Diana Furchtgott-Roth (born 1958) is an American economist who is adjunct professor of economics at George Washington University and a columnist. She served as Deputy Assistant Secretary for Research and Technology at the United States Department of Transportation during the first Trump administration. She previously served as Acting Assistant Secretary for Economic Policy at the U.S. Department of the Treasury.

Prior to joining the Trump Administration, Furchtgott-Roth served as a senior fellow and director of Economics21 at the Manhattan Institute for Policy Research. On September 28, 2017, President Donald Trump announced his intent to nominate her to become Assistant Secretary of Transportation for Research and Technology. On January 3, 2021, her nomination was returned to the President under Rule XXXI, Paragraph 6 of the United States Senate. Furchtgott-Roth was previously the chief economist of the United States Department of Labor, chief of staff of the President's Council of Economic Advisers, deputy executive director of the United States Domestic Policy Council, and junior staff economist at the Council of Economic Advisers.

A former columnist for MarketWatch and Tax Notes, she has authored seven books.

==Early life and education==
Diana Roth was born to Ellen and Gabriel Roth in England in 1958. Her family moved to the United States in 1967. Her father was an economist at the World Bank. They lived in Chevy Chase, Maryland.
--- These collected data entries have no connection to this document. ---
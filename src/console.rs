use std::io::{self, Write};

use anyhow::Result;
use owo_colors::OwoColorize;

use crate::advice;
use crate::layout::{SeatCards, SeatView, TableGeometry, seat_views};
use crate::legality::BetBounds;
use crate::state::{ActionKind, GameState};
use crate::sync::Table;

const GRID_WIDTH: usize = 72;
const GRID_HEIGHT: usize = 15;

#[derive(Debug, Clone)]
pub struct ConsoleConfig {
    pub hands: u32,
    pub no_color: bool,
}

impl Default for ConsoleConfig {
    fn default() -> Self {
        Self {
            hands: 1,
            no_color: false,
        }
    }
}

/// One selectable entry in the action prompt.
#[derive(Debug, Clone)]
struct ActionEntry {
    kind: ActionKind,
    label: String,
    amount: u32,
    prompts_amount: bool,
}

/// Terminal shell over a [`Table`]: renders snapshots and drives the
/// human's turn. Everything here consumes the core's outputs; nothing in
/// it decides game outcomes.
pub struct Console {
    table: Table,
    config: ConsoleConfig,
    geometry: TableGeometry,
}

impl Console {
    pub fn new(table: Table, config: ConsoleConfig) -> Self {
        Self {
            table,
            config,
            geometry: TableGeometry::default(),
        }
    }

    /// Interactive loop: render, act on the human's turn, otherwise poll
    /// until the table moves. `q` at any prompt quits.
    pub async fn run(&mut self) -> Result<()> {
        let mut state = self.table.start_hand().await?;
        let mut hands_played = 0u32;

        loop {
            self.render(&state);

            if state.hand_complete {
                hands_played += 1;
                if hands_played >= self.config.hands || !self.prompt_next_hand()? {
                    break;
                }
                state = self.table.start_hand().await?;
                continue;
            }

            if state.is_human_turn {
                match self.prompt_action(&state)? {
                    Some((kind, amount)) => match self.table.act(kind, amount).await {
                        Ok(next) => state = next,
                        Err(error) => {
                            // Fall back to the last good state; controls
                            // come back on the next loop pass.
                            tracing::warn!(%error, "action failed");
                            println!("Action failed ({error}); table unchanged.");
                        }
                    },
                    None => break,
                }
            } else {
                println!("Waiting on opponents...");
                state = self.table.wait_for_turn().await;
            }
        }

        self.print_summary(hands_played);
        self.table.close().await;
        Ok(())
    }

    /// Unattended smoke-test mode: checks when legal, calls otherwise.
    pub async fn autoplay(&mut self) -> Result<()> {
        let mut hands_played = 0u32;
        while hands_played < self.config.hands {
            let mut state = self.table.start_hand().await?;
            loop {
                if state.hand_complete {
                    hands_played += 1;
                    self.render(&state);
                    break;
                }
                if state.is_human_turn {
                    let bounds = self
                        .table
                        .bounds(&state)
                        .ok_or_else(|| anyhow::anyhow!("snapshot has no human seat"))?;
                    let kind = if bounds.can_check {
                        ActionKind::Check
                    } else {
                        ActionKind::Call
                    };
                    state = self.table.act(kind, 0).await?;
                } else {
                    state = self.table.wait_for_turn().await;
                }
            }
        }
        self.print_summary(hands_played);
        self.table.close().await;
        Ok(())
    }

    fn render(&self, state: &GameState) {
        if self.config.no_color {
            println!(
                "Stage {} | Pot {} | Bet {}",
                state.stage.label(),
                state.pot,
                state.current_bet
            );
        } else {
            println!(
                "{} {} {} {} {} {}",
                "Stage".bold().cyan(),
                state.stage.label().bold().white(),
                "Pot".bold().cyan(),
                state.pot.bold().yellow(),
                "Bet".bold().cyan(),
                state.current_bet.bold().yellow()
            );
        }

        for line in self.table_lines(state) {
            println!("{line}");
        }

        if let Some(human) = state.human() {
            let hand = match &human.hole_cards {
                Some(cards) if !cards.is_empty() => cards
                    .iter()
                    .map(|card| card.notation())
                    .collect::<Vec<_>>()
                    .join(" "),
                _ => "--".to_string(),
            };
            if self.config.no_color {
                println!("Your hand: {hand} [{}]", human.position);
            } else {
                println!(
                    "{} {} [{}]",
                    "Your hand:".bold().white(),
                    hand.bold().yellow(),
                    human.position
                );
            }
        }

        if state.hand_complete {
            let message = state
                .result_message
                .as_deref()
                .unwrap_or("Ready for the next hand");
            if self.config.no_color {
                println!("Hand complete: {message}");
            } else {
                println!("{} {message}", "Hand complete:".bold().magenta());
            }
        }
    }

    /// Character-grid table. Seats land where the geometry engine puts
    /// them; the board sits in the middle of the ellipse.
    fn table_lines(&self, state: &GameState) -> Vec<String> {
        let mut grid = vec![vec![' '; GRID_WIDTH]; GRID_HEIGHT];

        for seat in seat_views(state, &self.geometry) {
            let row = (seat.point.y * (GRID_HEIGHT - 1) as f64).round() as usize;
            let col = (seat.point.x * (GRID_WIDTH - 1) as f64).round() as usize;
            place_centered(&mut grid, row.min(GRID_HEIGHT - 1), col, &seat_label(&seat));
        }

        let board = if state.community_cards.is_empty() {
            "Board: --".to_string()
        } else {
            format!(
                "Board: {}",
                state
                    .community_cards
                    .iter()
                    .map(|card| card.notation())
                    .collect::<Vec<_>>()
                    .join(" ")
            )
        };
        place_centered(&mut grid, GRID_HEIGHT / 2, GRID_WIDTH / 2, &board);

        grid.into_iter()
            .map(|row| row.into_iter().collect::<String>().trim_end().to_string())
            .collect()
    }

    fn prompt_next_hand(&self) -> Result<bool> {
        let mut input = String::new();
        print!("Next hand? [Enter to deal, q to quit]: ");
        io::stdout().flush()?;
        io::stdin().read_line(&mut input)?;
        Ok(input.trim().to_lowercase() != "q")
    }

    fn prompt_action(&self, state: &GameState) -> Result<Option<(ActionKind, u32)>> {
        let bounds = self
            .table
            .bounds(state)
            .ok_or_else(|| anyhow::anyhow!("snapshot has no human seat"))?;
        let entries = action_entries(state, bounds);

        self.print_advice(state);

        let mut input = String::new();
        loop {
            for (idx, entry) in entries.iter().enumerate() {
                println!("  {}. {}", idx + 1, entry.label);
            }
            input.clear();
            print!("Select action [1-{}] (h=help, q=quit): ", entries.len());
            io::stdout().flush()?;
            io::stdin().read_line(&mut input)?;
            let trimmed = input.trim().to_lowercase();

            if trimmed == "q" {
                return Ok(None);
            }
            if trimmed == "h" {
                println!(
                    "To call: {} | Min raise: {} | All-in: {}",
                    bounds.to_call, bounds.min_raise, bounds.max_raise
                );
                continue;
            }

            match trimmed.parse::<usize>() {
                Ok(index) if (1..=entries.len()).contains(&index) => {
                    let entry = &entries[index - 1];
                    let amount = if entry.prompts_amount {
                        self.prompt_raise_amount(bounds)?
                    } else {
                        entry.amount
                    };
                    return Ok(Some((entry.kind, amount)));
                }
                _ => println!("Invalid selection. Try again or press 'h' for help."),
            }
        }
    }

    fn prompt_raise_amount(&self, bounds: BetBounds) -> Result<u32> {
        let mut input = String::new();
        loop {
            input.clear();
            print!("Raise to [{}..{}]: ", bounds.min_raise, bounds.max_raise);
            io::stdout().flush()?;
            io::stdin().read_line(&mut input)?;
            match input.trim().parse::<u32>() {
                Ok(amount) => return Ok(bounds.clamp_raise(amount)),
                Err(_) => println!("Enter a number."),
            }
        }
    }

    fn print_advice(&self, state: &GameState) {
        let Some(advice) = advice::from_snapshot(state) else {
            return;
        };
        let position = state
            .human()
            .map(|human| human.position.clone())
            .unwrap_or_else(|| "--".to_string());
        let reasoning = if advice.reasoning.is_empty() {
            "--"
        } else {
            advice.reasoning.as_str()
        };
        if self.config.no_color {
            println!("Advice: {} | {} | Position {}", advice.action, reasoning, position);
        } else {
            println!(
                "{} {} {} {} {} {}",
                "Advice".bold().green(),
                advice.action.bold().white(),
                "|".dimmed(),
                reasoning,
                "| Position".dimmed(),
                position.bold().white()
            );
        }
    }

    fn print_summary(&self, hands_played: u32) {
        if self.config.no_color {
            println!("Summary: hands={hands_played}");
        } else {
            println!("{} hands={hands_played}", "Summary".bold().magenta());
        }
    }
}

/// Single-line seat summary placed on the table grid.
pub fn seat_label(seat: &SeatView) -> String {
    let mut label = String::new();
    if seat.is_button {
        label.push_str("(D)");
    }
    if seat.is_active_turn {
        label.push('>');
    }
    label.push_str(&seat.name);
    label.push_str(&format!(" ${}", seat.chips));
    if seat.current_bet > 0 {
        label.push_str(&format!(" bet {}", seat.current_bet));
    }
    // Eliminated wins over folded even when the record carries both.
    if seat.is_eliminated {
        label.push_str(" OUT");
    } else if seat.is_folded {
        label.push_str(" FOLD");
    } else if seat.is_all_in {
        label.push_str(" ALL-IN");
    }
    match &seat.cards {
        SeatCards::Up(cards) => {
            label.push(' ');
            label.push_str(
                &cards
                    .iter()
                    .map(|card| card.notation())
                    .collect::<Vec<_>>()
                    .join(" "),
            );
        }
        SeatCards::Down(count) => {
            if !seat.is_folded && !seat.is_eliminated {
                label.push(' ');
                label.push_str(&"▮".repeat(*count));
            }
        }
    }
    label
}

fn action_entries(state: &GameState, bounds: BetBounds) -> Vec<ActionEntry> {
    let allowed = |kind: ActionKind| {
        state.available_actions.is_empty() || state.available_actions.contains(&kind)
    };

    let mut entries = Vec::new();
    if allowed(ActionKind::Fold) {
        entries.push(ActionEntry {
            kind: ActionKind::Fold,
            label: "Fold".to_string(),
            amount: 0,
            prompts_amount: false,
        });
    }
    if bounds.can_check {
        if allowed(ActionKind::Check) {
            entries.push(ActionEntry {
                kind: ActionKind::Check,
                label: "Check".to_string(),
                amount: 0,
                prompts_amount: false,
            });
        }
    } else if allowed(ActionKind::Call) {
        entries.push(ActionEntry {
            kind: ActionKind::Call,
            label: format!("Call {}", bounds.to_call),
            amount: 0,
            prompts_amount: false,
        });
    }
    // With no bet to face the engine calls the aggressive action a bet.
    let raise_kind = if bounds.can_check && allowed(ActionKind::Bet) && !allowed(ActionKind::Raise)
    {
        ActionKind::Bet
    } else {
        ActionKind::Raise
    };
    if allowed(raise_kind) && bounds.max_raise >= bounds.min_raise {
        entries.push(ActionEntry {
            kind: raise_kind,
            label: format!("Raise to {}+", bounds.min_raise),
            amount: bounds.min_raise,
            prompts_amount: true,
        });
    }
    if allowed(ActionKind::AllIn) {
        entries.push(ActionEntry {
            kind: ActionKind::AllIn,
            label: format!("All-in {}", bounds.max_raise),
            amount: 0,
            prompts_amount: false,
        });
    }
    entries
}

fn place_centered(grid: &mut [Vec<char>], row: usize, col: usize, text: &str) {
    let chars: Vec<char> = text.chars().collect();
    let width = grid[row].len();
    let start = col.saturating_sub(chars.len() / 2);
    for (offset, ch) in chars.iter().enumerate() {
        let at = start + offset;
        if at >= width {
            break;
        }
        grid[row][at] = *ch;
    }
}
After receiving a B.A. from Swarthmore College in Swarthmore, Pennsylvania, Roth returned to England, where she earned a M.Phil. in economics from the University of Oxford.

==Career==
Furchtgott-Roth was an economist on the staff of President Ronald Reagan's Council of Economic Advisers in 1986–87. From 1991 to 1993, she was deputy executive director of the White House Domestic Policy Council and associate director of the State Department's Office of Policy Planning under President George H. W. Bush. From 1993 to 2001, she was a resident fellow and assistant to the president at the American Enterprise Institute. In 2001–02, Furchtgott-Roth was the chief of staff of President George W. Bush's Council of Economic Advisers, and from 2003 to 2005, she was chief economist at the United States Department of Labor. From 2005 to 2011, she was a senior fellow at the Hudson Institute. As of 2017, Furchtgott-Roth was an adjunct professor at George Washington University. Her book, Disinherited: How Washington Is Betraying America's Young, coauthored with Jared Meyer, received the 2016 Sir Antony Fisher International Memorial Award from the Atlas Network, a network of free market think tanks.

In 2022, she was named Director of New Center for Energy, Climate, and Environment at The Heritage Foundation. She authored the chapter "Department of Transportation" for the foundation's ninth edition of the Mandate for Leadership, which provides the policy agenda for Project 2025.

===Views===
Furchtgott-Roth argues that a regime of lower taxes and less regulation will increase economic growth. She has argued that raising the minimum wage would reduce the number of jobs available to low-skill workers and teens. She has proposed that the U.S. federal government should pay to complement and back up the Global Positioning System because it is used by millions of Americans and is central to the economy.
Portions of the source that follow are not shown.